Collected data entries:
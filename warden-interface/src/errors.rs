//! Error taxonomy shared across the linter.
//!
//! These are the failures that abort an evaluation request outright. Faults
//! inside a single rule predicate are deliberately *not* errors; the engine
//! reports them as inconclusive findings so one bad rule cannot take the
//! whole run down.

use thiserror::Error;

use crate::fact::{ChainId, Timestamp};
use crate::rule::RuleId;

/// A fact snapshot violated a structural invariant at construction time.
#[derive(Debug, Clone, PartialEq, Eq, Error)]
pub enum MalformedFactError {
    /// Chain id zero is reserved.
    #[error("chain id must be nonzero")]
    ZeroChainId,
    /// A snapshot must record when it was observed.
    #[error("observation time must be nonzero")]
    ZeroObservationTime,
    /// An operator section is present but lists nobody.
    #[error("{section} facts are present but the member set is empty")]
    EmptyOperatorSet {
        /// The offending fact section.
        section: &'static str,
    },
    /// Automatic rotation with a zero interval is contradictory.
    #[error("{section} rotation interval must be nonzero")]
    ZeroRotationInterval {
        /// The offending fact section.
        section: &'static str,
    },
    /// A zero freshness bound would declare every oracle answer stale.
    #[error("oracle freshness bound must be nonzero")]
    ZeroFreshnessBound,
    /// A recorded past event claims to postdate the snapshot itself.
    #[error("{field} is later than the snapshot observation time")]
    FutureTimestamp {
        /// The offending timestamp field.
        field: &'static str,
    },
    /// Extension parameters need non-blank keys.
    #[error("extension parameter key is blank")]
    BlankParamKey,
}

/// A rule id string did not follow the `<category-slug>.<subcheck>` grammar.
#[derive(Debug, Clone, PartialEq, Eq, Error)]
pub enum InvalidRuleIdError {
    /// Empty ids identify nothing.
    #[error("rule id is empty")]
    Empty,
    /// Ids are ASCII so they render identically everywhere.
    #[error("rule id '{id}' contains non-ASCII characters")]
    NotAscii {
        /// The offending id string.
        id: String,
    },
    /// Ids are two non-empty dot-separated segments of alphanumerics and
    /// interior hyphens.
    #[error("rule id '{id}' does not follow the '<category-slug>.<subcheck>' shape")]
    BadShape {
        /// The offending id string.
        id: String,
    },
}

/// A rule id was registered twice in the same registry.
#[derive(Debug, Clone, PartialEq, Eq, Error)]
#[error("duplicate rule id '{id}'")]
pub struct DuplicateRuleIdError {
    /// The id that was already present.
    pub id: RuleId,
}

/// The external data pipeline could not produce a snapshot.
///
/// The linter core propagates these to the caller unchanged. Retry policy,
/// backoff and caching all live with the provider or its caller, never in
/// the evaluation path.
#[derive(Debug, Error)]
pub enum DataUnavailableError {
    /// The provider does not index the requested chain.
    #[error("chain {0} is not indexed by this provider")]
    UnknownChain(ChainId),
    /// The provider indexes the chain but has nothing at the requested time.
    #[error("no snapshot available for chain {chain_id} at time {requested}")]
    SnapshotMissing {
        /// The requested chain.
        chain_id: ChainId,
        /// The requested observation time.
        requested: Timestamp,
    },
    /// Transport or upstream-service failure while assembling facts.
    #[error(transparent)]
    Upstream(#[from] anyhow::Error),
}
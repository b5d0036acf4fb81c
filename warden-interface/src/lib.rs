//! This crate defines the core interfaces of the rollup-warden configuration
//! linter. Anything needed to describe a rollup deployment as a checkable
//! snapshot, to express a security check over that snapshot, or to consume the
//! resulting findings lives here; the evaluation engine and the built-in rule
//! catalog build on these types but this crate depends on neither.
//!
//! The central pieces are:
//!
//! - [`FactModel`]: an immutable, versioned snapshot of one deployment's
//!   observable configuration, constructed through a validating builder and
//!   addressable by content hash.
//! - [`Rule`]: a pure, total predicate over a snapshot, tagged with a
//!   checklist [`Category`] and a default [`Severity`].
//! - [`RuleRegistry`]: an ordered, duplicate-rejecting collection of rules.
//! - [`Finding`] and [`Report`]: the immutable artifacts of an evaluation
//!   run, ranked canonically so identical inputs yield identical reports.
//! - [`FactProvider`]: the async boundary to whatever assembles snapshots
//!   from live chain data. The linter core itself never performs I/O.

#![deny(missing_docs)]

mod address;
mod errors;
mod fact;
mod provider;
mod registry;
mod report;
mod rule;

#[cfg(feature = "fuzzing")]
pub mod fuzzing;
#[cfg(feature = "mocks")]
pub mod mocks;

pub use address::{Address, ADDRESS_LEN};
pub use errors::{
    DataUnavailableError, DuplicateRuleIdError, InvalidRuleIdError, MalformedFactError,
};
pub use fact::{
    AnchorFacts, ChainId, FactModel, FactModelBuilder, OperatorFacts, OracleFacts, ParamValue,
    RotationPolicy, SnapshotHash, SnapshotRef, Timestamp, UpgradeFacts, WithdrawalFacts,
    FACT_SCHEMA_VERSION,
};
pub use provider::FactProvider;
pub use registry::RuleRegistry;
pub use report::{Finding, FindingKind, Report, ReportSummary};
pub use rule::{Category, Outcome, Rule, RuleId, Severity, Violation};
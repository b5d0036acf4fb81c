//! The rollup-warden evaluation engine.
//!
//! Takes a [`RuleRegistry`] and a [`FactModel`], runs every selected rule on
//! an owned worker pool (or inline, for sequential runs), isolates rule
//! faults so one panicking predicate degrades to an inconclusive finding
//! instead of poisoning the run, and aggregates the results into a
//! canonically ordered [`Report`]. Given the same registry, snapshot and
//! options, the produced report is byte-for-byte identical regardless of
//! parallelism or scheduling.

#![deny(missing_docs)]

mod aggregator;
mod evaluator;

pub use aggregator::{aggregate, OutcomeTallies};
pub use evaluator::{CancelToken, EngineConfig, EvalOptions, Evaluator};

use thiserror::Error;
use warden_interface::{FactModel, Report, RuleRegistry};

/// Failures that prevent an evaluation run from producing a report.
///
/// A fault inside one rule predicate is *not* such a failure; it becomes an
/// inconclusive finding and the run continues.
#[derive(Debug, Error)]
pub enum EvalError {
    /// The run was cancelled (or hit its deadline) before completion. No
    /// partial report is produced.
    #[error("evaluation run was cancelled before completion")]
    Cancelled,
    /// The worker pool could not be constructed.
    #[error("failed to build the evaluation worker pool")]
    WorkerPool(#[from] rayon::ThreadPoolBuildError),
}

/// Evaluates every rule in `registry` against `facts` with default options
/// on a default-sized evaluator. Convenience wrapper for one-shot callers;
/// anything running repeatedly should hold an [`Evaluator`].
pub fn evaluate(facts: &FactModel, registry: &RuleRegistry) -> Result<Report, EvalError> {
    Evaluator::new(EngineConfig::default())?.evaluate(facts, registry, &EvalOptions::default())
}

WORK ITEM
Once the line with "for one-shot callers;" is located in the data above, repeat it and every later line through the end, exactly.

PROBLEM SOLUTION
/// on a default-sized evaluator. Convenience wrapper for one-shot callers;
/// anything running repeatedly should hold an [`Evaluator`].
pub fn evaluate(facts: &FactModel, registry: &RuleRegistry) -> Result<Report, EvalError> {
    Evaluator::new(EngineConfig::default())?.evaluate(facts, registry, &EvalOptions::default())
}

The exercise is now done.